2013 General AssemblyMedicaidObamacare

Senator King: Beebe Should Call Special Session For Medicaid Expansion Repeal

King_bState Senator Bryan King has just put out the following statement regarding Obamacare implementation and Medicaid expansion in the state. It’s so good, we have decided to publish it in full:

Last week’s announcement from the White House – namely, their unilateral decision to delay implementing the Obamacare employer mandate – underscores the need for a special session to fix Arkansas’s out-of-control health-care budget. Governor Beebe should call a special session as soon as reasonably possible, so that the Arkansas General Assembly can provide a reasonable and thoughtful response to the challenges that Obamacare presents to us. Our special session should contain two main priorities.

First, we should eliminate Medicaid expansion.  We have to face the fact that the delay announced last week was just one of many Obamacare implementation delays; it is very likely that we will continue to see Obamacare implementation delays in the future. Because Medicaid expansion was, in large part, supposed to mitigate the difficulties of the employer mandate, we are now in a situation in which we’re paying for an extraordinarily expensive program which cannot deliver on its promises. In just a few short years, Medicaid expansion threatens to bust the state budget by burdening us with hundreds of millions of dollars of new spending obligations. These are obligations that will be difficult or impossible to achieve either through state spending cuts or through new state taxes without extraordinary difficulty.

Second, we need to revisit our flawed decision earlier this year that will eventually establish a state Obamacare exchange. The Obama Administration’s current inability to implement Obamacare in a credible or timely fashion raises serious questions about the relative ability of Arkansas state government (which has comparatively meager financial and administrative resources) to take over the exchange as planned. Already, we’re seeing reports that exchanges are far more expensive than predicted; the new rule for Obamacare subsidies that the White House announced Friday, which substitutes employee self-reporting for employer mandates, will only worsen this problem by increasing exchange use. There is little or no reason for state government ever to pick up the tab for this program, given that the federal government has offered the option of handling and paying for the entire matter.

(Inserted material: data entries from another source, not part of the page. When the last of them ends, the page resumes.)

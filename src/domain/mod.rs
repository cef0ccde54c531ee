// ==========================================
// 批量抄表工作台 - 领域层
// ==========================================

pub mod lease;
pub mod reading;
pub mod types;
pub mod unit;

pub use lease::Lease;
pub use reading::{BulkCreateReceipt, BulkReadingRow, ReadingPeriod, ReadingRecord};
pub use unit::{Building, Unit, UtilityType};
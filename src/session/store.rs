// ==========================================
// 批量抄表工作台 - 抄表会话状态机
// ==========================================
// 职责: 会话内唯一事实来源；一切变更经由显式动作
// 约定:
// - SelectBuilding/SelectDate 递增代次并重建行集
//   （日期变更基于已加载的单元/合同重新判定，不触达 I/O）
// - ProbeResult 携带过期代次时整批丢弃
// - EditReading 执行"低于上期读数即重置"规则
// - ApplyImport 直接写入导入值（负用量留给提交前校验拦截）
// - SubmitResult 将受影响类别标记为已抄、行阶段置为 Submitted
// ==========================================

use crate::domain::types::{RowPhase, UtilityKind};
use crate::domain::{BulkReadingRow, Lease, ReadingPeriod, Unit};
use crate::engine::eligibility::EligibilityEngine;
use crate::engine::probe::ProbeBatch;
use chrono::NaiveDate;
use std::sync::Mutex;

// ==========================================
// 会话状态 (Session State)
// ==========================================

/// 抄表会话状态（按 楼栋+日期 为键）
#[derive(Debug, Clone, Default)]
pub struct SessionState {
    /// 当前楼栋
    pub building_id: Option<String>,
    /// 当前抄表日期
    pub date: Option<NaiveDate>,
    /// 当前抄表周期
    pub period: Option<ReadingPeriod>,
    /// 已加载的单元（日期变更时重新判定的依据）
    pub units: Vec<Unit>,
    /// 已加载的合同（只读消费）
    pub leases: Vec<Lease>,
    /// 行集（每装表单元一行）
    pub rows: Vec<BulkReadingRow>,
    /// 会话代次: 楼栋/日期每变更一次递增；
    /// 用于丢弃在途的过期探测批次
    pub generation: u64,
}

impl SessionState {
    /// 可抄表单元的ID列表（探测目标）
    pub fn eligible_unit_ids(&self) -> Vec<String> {
        self.rows
            .iter()
            .filter(|r| r.can_have_reading)
            .map(|r| r.unit_id.clone())
            .collect()
    }
}

// ==========================================
// 会话动作 (Session Action)
// ==========================================

/// 会话动作（状态的唯一变更入口）
#[derive(Debug, Clone)]
pub enum SessionAction {
    /// 选择楼栋（携带后端加载的单元与合同）
    SelectBuilding {
        building_id: String,
        date: NaiveDate,
        units: Vec<Unit>,
        leases: Vec<Lease>,
    },
    /// 变更抄表日期（楼栋不变，基于已加载数据重新判定）
    SelectDate { date: NaiveDate },
    /// 应用探测批次
    ProbeResult { batch: ProbeBatch },
    /// 行内编辑读数
    EditReading {
        unit_id: String,
        kind: UtilityKind,
        value: f64,
    },
    /// 应用工作簿导入值
    ApplyImport {
        values: Vec<(String, UtilityKind, f64)>,
    },
    /// 批量提交成功后标记
    SubmitResult {
        submitted: Vec<(String, UtilityKind)>,
    },
}

/// 动作应用结果
#[derive(Debug, Clone, PartialEq)]
pub enum Applied {
    /// 正常应用
    Ok,
    /// 过期探测批次被丢弃
    StaleProbeDiscarded { batch_generation: u64 },
    /// 编辑值低于上期读数，已重置为上期读数
    EditReset { previous: f64 },
    /// 编辑被忽略（行禁用/不可抄表/单元不存在）
    EditIgnored,
}

// ==========================================
// 纯归约函数
// ==========================================

/// 应用一个动作到会话状态
///
/// 纯函数（不触达 I/O）；返回值描述实际发生的变更
pub fn reduce(state: &mut SessionState, action: SessionAction) -> Applied {
    match action {
        SessionAction::SelectBuilding {
            building_id,
            date,
            units,
            leases,
        } => {
            state.rows = EligibilityEngine::new().build_rows(&units, &leases, date);
            state.building_id = Some(building_id);
            state.date = Some(date);
            state.period = Some(ReadingPeriod::from_date(date));
            state.units = units;
            state.leases = leases;
            state.generation += 1;
            Applied::Ok
        }

        SessionAction::SelectDate { date } => {
            state.rows = EligibilityEngine::new().build_rows(&state.units, &state.leases, date);
            state.date = Some(date);
            state.period = Some(ReadingPeriod::from_date(date));
            state.generation += 1;
            Applied::Ok
        }

        SessionAction::ProbeResult { batch } => {
            // 过期批次: 楼栋/日期已经变化，丢弃整批
            if batch.generation != state.generation {
                tracing::debug!(
                    "丢弃过期探测批次: batch_generation={}, current_generation={}",
                    batch.generation,
                    state.generation
                );
                return Applied::StaleProbeDiscarded {
                    batch_generation: batch.generation,
                };
            }

            for result in batch.results {
                let Some(row) = state.rows.iter_mut().find(|r| r.unit_id == result.unit_id)
                else {
                    continue;
                };
                row.prev_electricity = result.prev_electricity.value_or(0.0);
                row.prev_water = result.prev_water.value_or(0.0);
                row.has_electricity_reading = result.has_electricity.value_or(false);
                row.has_water_reading = result.has_water.value_or(false);
            }
            Applied::Ok
        }

        SessionAction::EditReading {
            unit_id,
            kind,
            value,
        } => {
            let Some(row) = state.rows.iter_mut().find(|r| r.unit_id == unit_id) else {
                return Applied::EditIgnored;
            };
            if !row.submittable(kind) {
                return Applied::EditIgnored;
            }

            // 规则: 本期读数低于上期读数 → 拒绝并重置为上期读数
            let previous = row.previous_value(kind);
            let accepted = if value < previous { previous } else { value };

            match kind {
                UtilityKind::Electricity => row.electricity_value = Some(accepted),
                UtilityKind::Water => row.water_value = Some(accepted),
            }

            if value < previous {
                Applied::EditReset { previous }
            } else {
                Applied::Ok
            }
        }

        SessionAction::ApplyImport { values } => {
            // 导入值不走"低于上期即重置"规则：
            // 负用量由提交前校验整批拦截，便于录入人员核对源文件
            for (unit_id, kind, value) in values {
                let Some(row) = state.rows.iter_mut().find(|r| r.unit_id == unit_id) else {
                    continue;
                };
                if !row.submittable(kind) {
                    continue;
                }
                match kind {
                    UtilityKind::Electricity => row.electricity_value = Some(value),
                    UtilityKind::Water => row.water_value = Some(value),
                }
            }
            Applied::Ok
        }

        SessionAction::SubmitResult { submitted } => {
            for (unit_id, kind) in submitted {
                let Some(row) = state.rows.iter_mut().find(|r| r.unit_id == unit_id) else {
                    continue;
                };
                match kind {
                    UtilityKind::Electricity => row.has_electricity_reading = true,
                    UtilityKind::Water => row.has_water_reading = true,
                }
                row.phase = RowPhase::Submitted;
            }
            Applied::Ok
        }
    }
}

// ==========================================
// SessionStore - 线程安全包装
// ==========================================

/// 会话存储
///
/// 内部短临界区持锁；探测/提交等异步工作在锁外进行
pub struct SessionStore {
    state: Mutex<SessionState>,
}

impl SessionStore {
    pub fn new() -> Self {
        Self {
            state: Mutex::new(SessionState::default()),
        }
    }

    /// 应用动作
    pub fn apply(&self, action: SessionAction) -> Applied {
        let mut state = match self.state.lock() {
            Ok(guard) => guard,
            Err(poisoned) => poisoned.into_inner(),
        };
        reduce(&mut state, action)
    }

    /// 读取状态快照
    pub fn snapshot(&self) -> SessionState {
        let state = match self.state.lock() {
            Ok(guard) => guard,
            Err(poisoned) => poisoned.into_inner(),
        };
        state.clone()
    }

    /// 当前代次
    pub fn generation(&self) -> u64 {
        let state = match self.state.lock() {
            Ok(guard) => guard,
            Err(poisoned) => poisoned.into_inner(),
        };
        state.generation
    }
}

impl Default for SessionStore {
    fn default() -> Self {
        Self::new()
    }
}
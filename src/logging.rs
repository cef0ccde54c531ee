// ==========================================
// 日志系统初始化
// ==========================================
// 使用 tracing 和 tracing-subscriber
// 支持环境变量配置日志级别
// ==========================================

use tracing_subscriber::{fmt, EnvFilter};

/// 初始化日志系统
///
/// # 环境变量
/// - RUST_LOG: 日志级别过滤器（默认: info）
///   例如: RUST_LOG=debug 或 RUST_LOG=leasing_meter_intake=trace
///
/// # 示例
/// ```no_run
/// use leasing_meter_intake::logging;
/// logging::init();
/// ```
pub fn init() {
    // 从环境变量读取日志级别，默认为 info
    let filter = EnvFilter::try_from_default_env()
        .unwrap_or_else(|_| EnvFilter::new("info"));

    // 配置日志格式
    fmt()
        .with_env_filter(filter)
        .with_target(true)
        .with_thread_ids(false)
        .with_line_number(true)
        .init();
}

/// 初始化测试环境的日志系统
///
/// 使用更详细的日志级别，便于调试
pub fn init_test() {
    let _ = fmt()
        .with_env_filter(EnvFilter::new("debug"))
        .with_test_writer()
        .try_init();
}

In short – in one sentence – state government needs to stop implementing Obamacare. Obamacare gives every indication of being impossible to administer. The now-routine delays and course corrections from the federal government have already created a climate of uncertainty, and give every indication of a looming health-care catastrophe when the program supposedly begins in earnest next year. In addition to cancelling next year’s employer mandate, the White House has already expanded hospital reimbursements and eliminated the small business exchange and the long-term care program. These are not signs of increased efficiencies – these are signs of an impending failure to launch. We can no longer rely on Obamacare promises that have repeatedly been broken.

If Governor Beebe does not resolve our state’s health-care problems by calling a special session with reasonable speed, I certainly intend to make it my top priority in the 2014 fiscal session to end the funding for the “private option.” Absent a special session, I plan to vote against funding for the “private option” in the 2014 session, and many of my conservative colleagues will do the same; notably, all that is necessary to end this program next year is for 26 House members or 9 Senators to refuse to fund it. This is especially true in light of what appears to be the increasing unpopularity of Obamacare; next year, when large numbers of people see Obamacare increases of 50% or 100% to their health insurance premiums, there is little reason to believe that public support for Medicaid expansion will increase. Ending “private option” funding by means of the fiscal session would be a second-best option to solve our problems; it is my sincere hope that Governor Beebe calls for a special session, because that would be the best way to address the looming health-care and budget issues that Obamacare and the “private option” have created.